Movement-based practice. Mindfulness does not require stillness. Walking mindfulness, gentle stretching, even mindful hand movements give the ADHD brain the baseline level of stimulation it needs to stay present rather than spiralling. A Frontiers in Psychology study found that mindfulness meditation increased performance on all executive functioning tasks in children and youth with ADHD, with medium to large effect sizes, while acute exercise separately enhanced positive mood and self-efficacy [18]. Combining movement and mindfulness is not a compromise. It is using both pathways simultaneously.
Short, structured sessions with concrete feedback. Ten minutes is too long to start with. I work in blocks of three to five minutes, with a specific focus for each block, and a brief check-in afterward. For an ADHD brain that responds to novelty and concrete progress, this is far more sustainable than an open-ended instruction to "sit with whatever arises."
Building interoception gradually. Rather than assuming interoceptive awareness is already functional, I treat it as a skill that can be developed over time. We start with the most obvious external sensations and progressively work toward subtler internal ones.
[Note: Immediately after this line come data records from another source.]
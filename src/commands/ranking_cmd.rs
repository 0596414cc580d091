//! Commands that open ranked lists
//!
//! A term card, term page or edit page each get their own synchronizer or
//! form; the UI drives it from there.

use crate::domain::TermCard;
use crate::form::TermForm;
use crate::ranking::RankedListSynchronizer;
use crate::AppState;

/// Load a term's translations into a synchronizer
pub async fn open_translations(state: &AppState, term_id: i64) -> Result<RankedListSynchronizer, String> {
    let mut sync = RankedListSynchronizer::new(
        term_id,
        state.translations.clone(),
        state.session.clone(),
        state.notifier.clone(),
    );
    sync.load().await.map_err(|e| e.to_string())?;
    Ok(sync)
}

/// Synchronizer over translations that arrived embedded in a search result
pub fn open_card(state: &AppState, card: &TermCard) -> RankedListSynchronizer {
    RankedListSynchronizer::with_rows(
        card.term.id,
        card.translations.clone(),
        state.translations.clone(),
        state.session.clone(),
        state.notifier.clone(),
    )
}

/// Edit form for a stored term
pub async fn edit_form(state: &AppState, term_id: i64) -> Result<TermForm, String> {
    let card = super::get_term(state, term_id)
        .await?
        .ok_or_else(|| format!("Term {} not found", term_id))?;
    Ok(TermForm::from_card(&card))
}

#[cfg(test)]
mod tests {
    use super::*;
    use crate::domain::{Term, Translation};
    use crate::notify::NotificationLog;
    use crate::ranking::{ItemId, SyncOutcome};
    use crate::repository::MemoryStore;
    use crate::session::{AuthSession, Session};
    use std::sync::Arc;

    fn state() -> (AppState, Arc<MemoryStore>) {
        let store = Arc::new(MemoryStore::with_terms(
            vec![Term::new(4, "context".to_string())],
            vec![
                Translation::new(5, 4, "맥락".to_string()).ranked(0, true),
                Translation::new(6, 4, "문맥".to_string()).ranked(1, false),
            ],
        ));
        let session = Session::signed_in(AuthSession::new("editor", "token"));
        let state = AppState::with_store(
            store.clone(),
            Default::default(),
            session,
            Arc::new(NotificationLog::default()),
        );
        (state, store)
    }

    #[tokio::test]
    async fn test_open_and_promote() {
        let (state, store) = state();
        let mut sync = open_translations(&state, 4).await.unwrap();
        assert_eq!(sync.promote(ItemId::Stored(6)).await, SyncOutcome::Applied);

        let rows = store.rows().await;
        assert_eq!(rows.iter().find(|r| r.id == 6).unwrap().is_preferred, Some(true));
    }

    #[tokio::test]
    async fn test_open_card_is_ready_without_fetch() {
        let (state, store) = state();
        store.fail_fetches(true).await;
        let card = TermCard {
            term: Term::new(4, "context".to_string()),
            translations: store.rows().await,
        };
        let sync = open_card(&state, &card);
        assert_eq!(sync.items().len(), 2);
        assert_eq!(sync.preferred().unwrap().text, "맥락");
    }

    #[tokio::test]
    async fn test_edit_form() {
        let (state, _) = state();
        let form = edit_form(&state, 4).await.unwrap();
        assert_eq!(form.term_id(), Some(4));
        assert_eq!(form.translations.len(), 2);
        assert!(edit_form(&state, 99).await.is_err());
    }
}
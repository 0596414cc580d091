//! Term Entity
//!
//! The canonical English-side glossary entry. Translations hang off a term
//! and are ranked separately (see `ranking`).

use serde::{Deserialize, Serialize};
use super::entity::Entity;
use super::translation::Translation;

/// A glossary term
#[derive(Debug, Clone, PartialEq, Serialize, Deserialize)]
pub struct Term {
    /// Unique identifier (0 until persisted)
    pub id: i64,
    /// English name, unique by convention but not enforced
    pub name: String,
    /// Alternative spellings and plural forms, in display order
    #[serde(default)]
    pub aliases: Vec<String>,
    /// Free-text markdown note
    pub note: Option<String>,
    /// Creation time, unix millis
    pub created_at: Option<i64>,
}

impl Term {
    pub fn new(id: i64, name: String) -> Self {
        Self {
            id,
            name,
            aliases: Vec::new(),
            note: None,
            created_at: None,
        }
    }

    pub fn with_aliases(mut self, aliases: Vec<String>) -> Self {
        self.aliases = aliases;
        self
    }

    pub fn with_note(mut self, note: impl Into<String>) -> Self {
        self.note = Some(note.into());
        self
    }

    /// Case-insensitive name comparison used for exact-match lookups
    pub fn name_matches(&self, query: &str) -> bool {
        self.name.to_lowercase() == query.trim().to_lowercase()
    }

    /// Exact alias containment
    pub fn has_alias(&self, alias: &str) -> bool {
        self.aliases.iter().any(|a| a == alias)
    }
}

impl Entity for Term {
    type Id = i64;

    fn id(&self) -> Self::Id {
        self.id
    }
}

/// A term together with its ranked translations, as shown in search results
#[derive(Debug, Clone, PartialEq, Serialize, Deserialize)]
pub struct TermCard {
    pub term: Term,
    pub translations: Vec<Translation>,
}

impl TermCard {
    /// The translation rendered as preferred (rank 0)
    pub fn preferred(&self) -> Option<&Translation> {
        self.translations.first()
    }
}

impl Entity for TermCard {
    type Id = i64;

    fn id(&self) -> Self::Id {
        self.term.id
    }
}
Research on interoceptive training in neurodivergent populations supports this approach: a study published in Occupational Therapy International found that children who practiced identifying body signals and linking them to emotions showed improved emotional regulation afterward [13].
Language that does not command. This one sounds small. It is not. Pay attention to the language used in most guided meditations and mindfulness classes. "Close your eyes." "Focus on your breath." "Relax your shoulders." "Let go of your thoughts." These are commands. They assume compliance is possible and that the instruction is safe for everyone in the room. For someone with a trauma history, being told to close their eyes by a person in a position of authority can activate a threat response before the session has even begun. For a neurodivergent person who has spent a lifetime being told their instincts are wrong, another instruction they cannot follow is another small failure stacked on a pile of them.
Trauma-informed facilitation uses invitational language instead. "I invite you to close your eyes, or if you prefer, you can soften your gaze downward." "If it feels ok, you might bring your attention to your breath." "You are welcome to rest your hands wherever feels comfortable." "If at any point this does not feel right, you can open your eyes, shift position, or simply stop." This approach is grounded in SAMHSA's six principles of trauma-informed care, which include empowerment, voice, and choice, and emphasise that participation should never mirror the helplessness or loss of control associated with traumatic experience [19].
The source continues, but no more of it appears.